Remembering the First Taste

Jonathan Lung
Remembering the First Taste
            No sooner had the warm liquid mixed with the crumbs touched my palate than a shudder ran through me and I stopped, intent upon the extraordinary thing that was happening to me. An exquisite pleasure had invaded my senses, something isolated, detached, with no suggestion of its origin. And at once the vicissitudes of life had become indifferent to me, its disasters innocuous, its brevity illusory - this new sensation having had on me the effect which love has of filling me with a precious essence; or rather this essence was not in me it was me. I had ceased now to feel mediocre, contingent, mortal. Whence could it have come to me, this all-powerful joy? -Proust

            Proust describes in the quote above about how his whole life changed after trying a new food and drink. No longer was his life “mediocre” after the first bite. Much of Proust description about the experience of remembering what a food taste like for the first time is the same experience I often go through when I ponder about food. Foods such as pizza, Chinese leek pie, and Southern fried chicken influenced my life in such pivotal ways.
            Pizza was one of the first meals I ate as a child. I tried it for the first time on Christmas Eve and fell in love with it instantly I placed it in my mouth. It was the Christmas miracle that my parents unexpectedly received since I did not want to eat anything before that day. I was only a year old when this all went down.
            Chinese leek pie was introduced to me when my youngest aunt visited my family in Mississippi from Taipei, Taiwan. She brought Chinese groceries as presents to celebrate my first birthday. My aunt spent a whole day preparing the Chinese leek pie intending to feed my whole family. However, when she set the plate of Chinese leek pie on the table, everyone noticed how I was drooling and pointing at the food. My parents gave me a small piece, and the rest is history. To this day, the food’s nickname is Little Aunt’s Pizza.
            The first time I tried fried chicken was on a bet I had with my father. We had a bet on who would win the NASCAR race one Sunday. Since I lost the bet, I was forced to eat whatever my dad would eat for one whole day. Since I am a picky eater, I could barely shallow most of the different dishes that my dad ate throughout the day. However, my dad took me to a local fried chicken store to pick up some chicken to eat at home. Sitting next to the freshly cooked fried chicken, I was seduced and fell in love eating fried chicken ever since.

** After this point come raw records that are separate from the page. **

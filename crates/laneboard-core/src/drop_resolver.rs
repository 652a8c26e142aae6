#![forbid(unsafe_code)]

//! Drop resolution: turn a release into a lane/order change.
//!
//! Moves always append: the card lands after every card already in the
//! destination lane (`max(order) + 1`, or `1` for an empty lane). Dropping on
//! the origin lane, on no lane, or for a card that no longer exists resolves
//! to a no-op decision rather than an error.

use serde::Serialize;

use crate::drag::DragSession;
use crate::model::{CardId, LaneId, LaneModel};

/// A committed lane change, ready to become a move mutation.
#[derive(Debug, Clone, PartialEq, Serialize)]
pub struct MovePlan {
    pub card_id: CardId,
    pub from_lane: LaneId,
    pub to_lane: LaneId,
    pub new_order: f64,
    pub previous_order: f64,
}

/// Outcome of resolving a drop.
#[derive(Debug, Clone, PartialEq, Serialize)]
#[serde(tag = "decision", rename_all = "snake_case")]
pub enum DropDecision {
    Move(MovePlan),
    /// Released over the lane the card already belongs to.
    SameLane,
    /// Released over nothing that carries a known lane id.
    NoTarget,
    /// The dragged card is no longer on the board.
    UnknownCard,
}

impl DropDecision {
    #[must_use]
    pub fn plan(&self) -> Option<&MovePlan> {
        match self {
            Self::Move(plan) => Some(plan),
            _ => None,
        }
    }
}

/// Order value a card receives when appended to `lane`.
#[must_use]
pub fn next_order_in(model: &LaneModel, lane: &LaneId) -> f64 {
    model.max_order_in(lane).unwrap_or(0.0) + 1.0
}

/// Stateless drop resolver.
#[derive(Debug, Clone, Copy, Default)]
pub struct DropResolver;

impl DropResolver {
    /// Decide what a release over `target` means for `session`.
    #[must_use]
    pub fn resolve(
        model: &LaneModel,
        session: &DragSession,
        target: Option<&LaneId>,
    ) -> DropDecision {
        let Some(card) = model.card(&session.card_id) else {
            return DropDecision::UnknownCard;
        };
        let Some(target) = target.filter(|lane| model.lane(lane).is_some()) else {
            return DropDecision::NoTarget;
        };
        if *target == card.lane_id || *target == session.origin_lane_id {
            return DropDecision::SameLane;
        }
        DropDecision::Move(MovePlan {
            card_id: card.id.clone(),
            from_lane: card.lane_id.clone(),
            to_lane: target.clone(),
            new_order: next_order_in(model, target),
            previous_order: card.order,
        })
    }
}

#[cfg(test)]
mod tests {
    use super::*;
    use crate::drag::{DragController, DragSource};
    use crate::model::{Card, Lane};

    fn model() -> LaneModel {
        let lanes = vec![
            Lane::new("backlog", "Backlog", 0),
            Lane::new("todo", "Todo", 1),
            Lane::new("done", "Done", 2),
        ];
        let cards = vec![
            Card::new("c1", "One", "backlog", 5.0),
            Card::new("t1", "T1", "todo", 3.0),
            Card::new("t2", "T2", "todo", 7.5),
        ];
        LaneModel::new(lanes, cards).unwrap()
    }

    fn session_for(model: &LaneModel, id: &str) -> DragSession {
        let mut controller = DragController::new();
        let card = model.card(&CardId::new(id)).unwrap();
        controller.begin_drag(card, DragSource::Pointer);
        controller.current_drag().unwrap().clone()
    }

    #[test]
    fn move_to_populated_lane_appends_after_max() {
        let model = model();
        let session = session_for(&model, "c1");
        let decision = DropResolver::resolve(&model, &session, Some(&LaneId::new("todo")));
        let plan = decision.plan().expect("should move");
        assert_eq!(plan.new_order, 8.5);
        assert_eq!(plan.previous_order, 5.0);
        assert_eq!(plan.from_lane, LaneId::new("backlog"));
    }

    #[test]
    fn move_to_empty_lane_gets_order_one() {
        let model = model();
        let session = session_for(&model, "c1");
        let decision = DropResolver::resolve(&model, &session, Some(&LaneId::new("done")));
        assert_eq!(decision.plan().unwrap().new_order, 1.0);
    }

    #[test]
    fn same_lane_is_noop() {
        let model = model();
        let session = session_for(&model, "t1");
        assert_eq!(
            DropResolver::resolve(&model, &session, Some(&LaneId::new("todo"))),
            DropDecision::SameLane
        );
    }

    #[test]
    fn missing_or_unknown_target_is_no_target() {
        let model = model();
        let session = session_for(&model, "c1");
        assert_eq!(
            DropResolver::resolve(&model, &session, None),
            DropDecision::NoTarget
        );
        assert_eq!(
            DropResolver::resolve(&model, &session, Some(&LaneId::new("archive"))),
            DropDecision::NoTarget
        );
    }

    #[test]
    fn vanished_card_is_unknown() {
        let model = model();
        let mut session = session_for(&model, "c1");
        session.card_id = CardId::new("gone");
        assert_eq!(
            DropResolver::resolve(&model, &session, Some(&LaneId::new("done"))),
            DropDecision::UnknownCard
        );
    }
}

            To this day, I often wonder what it would be like to re-experience those first tastings. Of course, I still have a lot more experiences to try for the first time and maybe they will be just as memorable as eating pizza.

1 comment:

  1. Do be careful about conflating Proust (the author) with the narrator (the character) in the excerpt. A couple of grammatical errors (particularly in your first paragraph) and a typo, but, good usage of personal anecdote to reflect on the excerpt from the Proust novel.